I’m sure a lot of us kept diaries when we were kids. The trope of the angsty youngster pouring out their heart into the pages of their diary is a well-established one, for good reason. Whether we used our diaries to complain about our parents, bewail our unrequited crushes, or (as a couple of girls at my school did - to mixed effect…) leave them ‘casually’ lying around in the hope that a specific target would read the ‘secrets’ within, journaling was something that many of us undertook with gusto.
Nowadays, however, journaling is falling out of favor with the younger generation. This is partly due to the rise of social media. Daily posts and status updates have taken the place of diary entries. While this isn’t necessarily a bad thing on some levels, it’s a real shame that journaling is increasingly being pushed out of children’s lives. Why? Because journaling can be very good indeed for young people - in a way that social media simply cannot.
So, what can journaling do for your child?

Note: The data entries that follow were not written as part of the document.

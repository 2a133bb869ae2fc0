use std::sync::Arc;

use flume::Receiver;
use tokio_util::sync::CancellationToken;
use tracing::{debug, warn};

use crate::backend::BackendSet;
use crate::queue::Dispatch;
use crate::router::Router;

/// Which lane a worker drains.
#[derive(Debug, Clone, Copy, PartialEq, Eq)]
pub enum Lane {
    Chunked,
    Normal,
}

/// Drains one dispatch lane, routing and sending each datagram.
pub struct Worker {
    id: usize,
    lane: Lane,
    rx: Receiver<Dispatch>,
    backends: Arc<BackendSet>,
    router: Arc<Router>,
}

impl Worker {
    pub fn new(
        id: usize,
        lane: Lane,
        rx: Receiver<Dispatch>,
        backends: Arc<BackendSet>,
        router: Arc<Router>,
    ) -> Self {
        Self {
            id,
            lane,
            rx,
            backends,
            router,
        }
    }

    pub async fn run(self, shutdown: CancellationToken) {
        debug!(worker = self.id, lane = ?self.lane, "Worker started.");

        loop {
            let dispatch = tokio::select! {
                biased;
                _ = shutdown.cancelled() => break,
                res = self.rx.recv_async() => match res {
                    Ok(d) => d,
                    // Every sender is gone and the lane is empty.
                    Err(_) => break,
                },
            };
            self.forward(dispatch).await;
        }

        debug!(worker = self.id, lane = ?self.lane, "Worker stopped.");
    }

    /// Sends one datagram to its backend. The packet goes back to the pool when
    /// this returns, whether or not the send succeeded.
    pub async fn forward(&self, dispatch: Dispatch) {
        let Dispatch { packet, flow_id } = dispatch;
        let backend = self.router.pick(&self.backends, flow_id.as_ref());
        if let Err(e) = backend.send(packet.as_slice()).await {
            warn!(
                backend = %backend.addr(),
                len = packet.len(),
                "Forward failed, dropping datagram: {}",
                e
            );
        }
    }
}
use crate::constants::{CHUNK_HEADER_LEN, CHUNK_MAGIC, FLOW_ID_LEN};

/// Opaque flow identifier carried by chunked datagrams.
pub type FlowId = [u8; FLOW_ID_LEN];

#[derive(Debug, Clone, Copy, PartialEq, Eq)]
pub enum PacketClass {
    /// Starts with the chunk magic. `None` when the datagram is too short to
    /// carry a flow identifier.
    Chunked(Option<FlowId>),
    Normal,
}

impl PacketClass {
    pub fn is_chunked(&self) -> bool {
        matches!(self, PacketClass::Chunked(_))
    }

    pub fn flow_id(&self) -> Option<FlowId> {
        match self {
            PacketClass::Chunked(id) => *id,
            PacketClass::Normal => None,
        }
    }
}

/// Classifies a received datagram by its first bytes.
pub fn classify(buffer: &[u8]) -> PacketClass {
    if buffer.len() < CHUNK_MAGIC.len() || buffer[..CHUNK_MAGIC.len()] != CHUNK_MAGIC {
        return PacketClass::Normal;
    }
    PacketClass::Chunked(flow_id(buffer))
}

/// Extracts bytes 2..10 of a chunked datagram. Never reads past `buffer.len()`.
pub fn flow_id(buffer: &[u8]) -> Option<FlowId> {
    if buffer.len() < CHUNK_HEADER_LEN {
        return None;
    }
    let mut id = [0u8; FLOW_ID_LEN];
    id.copy_from_slice(&buffer[CHUNK_MAGIC.len()..CHUNK_HEADER_LEN]);
    Some(id)
}

#[cfg(test)]
mod tests {
    use super::*;

    fn build_chunked(id: [u8; 8], payload: &[u8]) -> Vec<u8> {
        let mut pkt = CHUNK_MAGIC.to_vec();
        pkt.extend_from_slice(&id);
        pkt.extend_from_slice(payload);
        pkt
    }

    #[test]
    fn test_classify_chunked_with_flow_id() {
        let pkt = build_chunked([1, 2, 3, 4, 5, 6, 7, 8], b"payload");
        assert_eq!(classify(&pkt), PacketClass::Chunked(Some([1, 2, 3, 4, 5, 6, 7, 8])));
    }

    #[test]
    fn test_classify_exact_header_len() {
        let pkt = build_chunked([0, 0, 0, 0, 0, 0, 0, 9], &[]);
        assert_eq!(pkt.len(), 10);
        assert_eq!(classify(&pkt).flow_id(), Some([0, 0, 0, 0, 0, 0, 0, 9]));
    }

    #[test]
    fn test_classify_short_chunked_has_no_flow_id() {
        // Magic present but only 7 of the 8 id bytes.
        let pkt = [0x1e, 0x0f, 1, 2, 3, 4, 5, 6, 7];
        assert_eq!(classify(&pkt), PacketClass::Chunked(None));
        assert_eq!(classify(&CHUNK_MAGIC), PacketClass::Chunked(None));
    }

    #[test]
    fn test_classify_normal() {
        assert_eq!(classify(b"hello world"), PacketClass::Normal);
        assert_eq!(classify(&[0x0f, 0x1e, 0, 0, 0, 0, 0, 0, 0, 0]), PacketClass::Normal);
        assert!(!classify(&[0x1e]).is_chunked());
    }

    #[test]
    fn test_classify_empty() {
        assert_eq!(classify(&[]), PacketClass::Normal);
    }

    #[test]
    fn test_flow_id_ignores_trailing_payload() {
        let a = build_chunked([9; 8], b"first");
        let b = build_chunked([9; 8], b"a much longer second payload");
        assert_eq!(flow_id(&a), flow_id(&b));
    }

    #[test]
    fn test_normal_has_no_flow_id() {
        assert_eq!(PacketClass::Normal.flow_id(), None);
    }
}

•Journaling allows children to express their innermost thoughts. Doesn’t social media do the same? Well, sort of, but not in the same way. The average social media post is calculated to get a reaction from or pass information to one’s social circle. With a journal entry, however, the child can express their innermost thoughts and feelings without fear of the kind of censure or judgment which can occur on social media.
•Journaling helps to develop creativity, providing a place to experiment with language styles.
•By allowing them to express themselves freely, journaling helps children to get to know themselves a little more - to develop that all-important self-knowledge which we all need to be happy and fulfilled.
•As they record the world around them and their experiences with it, journaling can help children to develop observational skills, and perceptive intuition.
•By providing something to look back on - a record of past successes and mistakes - journaling may also teach kids when to trust their intuition, and when to go with their rational judgment.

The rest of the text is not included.